Through that RA, she made an acquaintance with my dad. One of the few stories that i can recall from what I have been told was how they were supposed to do a new student orientation. Well, when it came time to begin speaking with the students, he was silent and left much (if not all) of the talking to her. A pattern that has been evident for much of the four-plus decades that they have been together. 

The collegiality of RAs led to them getting to know one another, and eventually going on a date. I cannot fathom what it was like for mom, to date a black guy in the mid 1960s. They married in June of 1967, 12 months prior to RFK’s assassination in Los Angeles. 10 months prior to MLK’s assassination in Memphis. 

There are so many instances that I can glimpse how she is walking another, a different path. From having her own business in the late ’70s and early ’80s. Bringing silver jewelery from Taxco, Mexico and selling it around Denver. I have never asked how much she would make, but it was a creative outlet, exploration, and set of skills that mom built in the midst of raising four kids — who in 1980 ranged from 2-10. 

****

My father’s path of embodying a different type of maleness is what has been salient to me. To be a grown male in the latter half of the 20th Century, was a particular thing. Yet, (some of) my father’s uniqueness comes from not only being a man, but a Black man. Who was an oldest child. Having a father who had fought in the Korean War, and later taught at Tuskegee Institute. A father who was not only in the service and a veteran, but one of the Tuskegee Airmen. There are so many layers to my relationship with my father, and I can only fantasize (hypothesize, romanticize as well as idealize and be frustrated by) what my father’s relationship to his father was. My grandfather died a few years before I was born — I want to say three years prior, but I am not convinced. So, what I have known of him have been through stories, photographs, and family traditions, mannerisms and other subtleties that may be passed through genes as much as upbringing. 

A few more forms of my father’s intersectionality include black/male, oldest child/with a developmentally disabled sister, only boy/with two sisters. Over the past decade, I have attributed meaning to who my father is, trying to lump my notions — of identity, experience, values — onto a skeletal structure of what I conceptualize his early life having been. I am more conscious of the gender make-up in my dad’s family, and in my own, because he embodies such a unique form of masculinity for me. 

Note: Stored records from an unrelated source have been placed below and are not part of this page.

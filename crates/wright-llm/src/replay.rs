use std::collections::VecDeque;
use std::path::Path;

use async_trait::async_trait;
use futures::stream;
use parking_lot::Mutex;
use serde::Deserialize;
use tracing::debug;

use wright_core::errors::ProviderError;
use wright_core::provider::{ModelChunk, ModelProvider, ModelRequest, ModelStream};
use wright_core::tokens::TokenUsage;

#[derive(Debug, thiserror::Error)]
pub enum ReplayError {
    #[error("failed to read script: {0}")]
    Io(#[from] std::io::Error),
    #[error("invalid script: {0}")]
    Parse(#[from] serde_json::Error),
}

/// One recorded response. A bare string is shorthand for `{"text": ...}`.
#[derive(Clone, Debug, Deserialize)]
#[serde(untagged)]
enum ReplayEntry {
    Text(String),
    Full {
        text: String,
        #[serde(default)]
        usage: Option<TokenUsage>,
    },
}

/// Streams recorded responses from a JSON script, one per model call,
/// split into fixed-size chunks to exercise incremental parsing.
pub struct ReplayProvider {
    entries: Mutex<VecDeque<ReplayEntry>>,
    chunk_chars: usize,
}

impl ReplayProvider {
    pub fn from_json(json: &str, chunk_chars: usize) -> Result<Self, ReplayError> {
        let entries: Vec<ReplayEntry> = serde_json::from_str(json)?;
        Ok(Self {
            entries: Mutex::new(entries.into()),
            chunk_chars: chunk_chars.max(1),
        })
    }

    pub fn from_file(path: &Path, chunk_chars: usize) -> Result<Self, ReplayError> {
        let json = std::fs::read_to_string(path)?;
        Self::from_json(&json, chunk_chars)
    }

    pub fn remaining(&self) -> usize {
        self.entries.lock().len()
    }
}

#[async_trait]
impl ModelProvider for ReplayProvider {
    fn name(&self) -> &str {
        "replay"
    }

    async fn stream(&self, request: &ModelRequest) -> Result<ModelStream, ProviderError> {
        let entry = self
            .entries
            .lock()
            .pop_front()
            .ok_or_else(|| ProviderError::BadRequest("replay script exhausted".into()))?;
        debug!(messages = request.messages.len(), "replaying scripted response");

        let (text, usage) = match entry {
            ReplayEntry::Text(text) => (text, None),
            ReplayEntry::Full { text, usage } => (text, usage),
        };
        let mut chunks: Vec<ModelChunk> = chunk_text(&text, self.chunk_chars)
            .into_iter()
            .map(ModelChunk::Delta)
            .collect();
        if let Some(usage) = usage {
            chunks.push(ModelChunk::Usage(usage));
        }
        Ok(Box::pin(stream::iter(chunks.into_iter().map(Ok))))
    }
}

/// Split on character boundaries into pieces of at most `size` chars.
pub fn chunk_text(text: &str, size: usize) -> Vec<String> {
    let size = size.max(1);
    let chars: Vec<char> = text.chars().collect();
    chars.chunks(size).map(|c| c.iter().collect()).collect()
}

#[cfg(test)]
mod tests {
    use super::*;
    use futures::StreamExt;

    #[test]
    fn chunk_text_respects_char_boundaries() {
        assert_eq!(chunk_text("héllo", 2), vec!["hé", "ll", "o"]);
        assert!(chunk_text("", 3).is_empty());
        assert_eq!(chunk_text("abc", 0), vec!["a", "b", "c"]);
    }

    #[tokio::test]
    async fn replays_entries_in_order() {
        let provider = ReplayProvider::from_json(
            r#"["first", {"text": "second", "usage": {"input_tokens": 1, "output_tokens": 2}}]"#,
            4,
        )
        .unwrap();
        assert_eq!(provider.remaining(), 2);

        let mut s = provider.stream(&ModelRequest::default()).await.unwrap();
        let mut text = String::new();
        while let Some(Ok(ModelChunk::Delta(d))) = s.next().await {
            text.push_str(&d);
        }
        assert_eq!(text, "first");

        let s = provider.stream(&ModelRequest::default()).await.unwrap();
        let items: Vec<_> = s.collect().await;
        assert!(matches!(items.last(), Some(Ok(ModelChunk::Usage(u))) if u.output_tokens == 2));

        assert!(provider.stream(&ModelRequest::default()).await.is_err());
    }

    #[test]
    fn from_file_reads_script() {
        let path = std::env::temp_dir().join(format!("wright_replay_{}.json", uuid::Uuid::now_v7()));
        std::fs::write(&path, r#"["only"]"#).unwrap();
        let provider = ReplayProvider::from_file(&path, 8).unwrap();
        assert_eq!(provider.remaining(), 1);
        let _ = std::fs::remove_file(&path);

        assert!(matches!(
            ReplayProvider::from_json("{not json", 8),
            Err(ReplayError::Parse(_))
        ));
    }
}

In my 20s, i was flabbergasted, sometimes irate, with his inability to express, to divulge, to share. As a kid, he taught all of us the mantra, “if you have nothing nice to say, don’t say it.” (that reads with far too many negatives than my lawyer-father would utter. if my memory serves me correctly) Those notions kind of worked in elementary school and as a teenager, but in adulthood I sought more perspective from him and everyone else in my family on what was coursing through his veins, his soul, his heart and mind. In my 20s, I fought the reality of what was, rather than embrace things for how they were. And those struggles have played some part in things being different today than they would be if I had not banged on the door of his feelings that he did not give voice to. A lot has changed in the eIght years since my mom told me how the only times my father would express his feelings were when he was sloshed.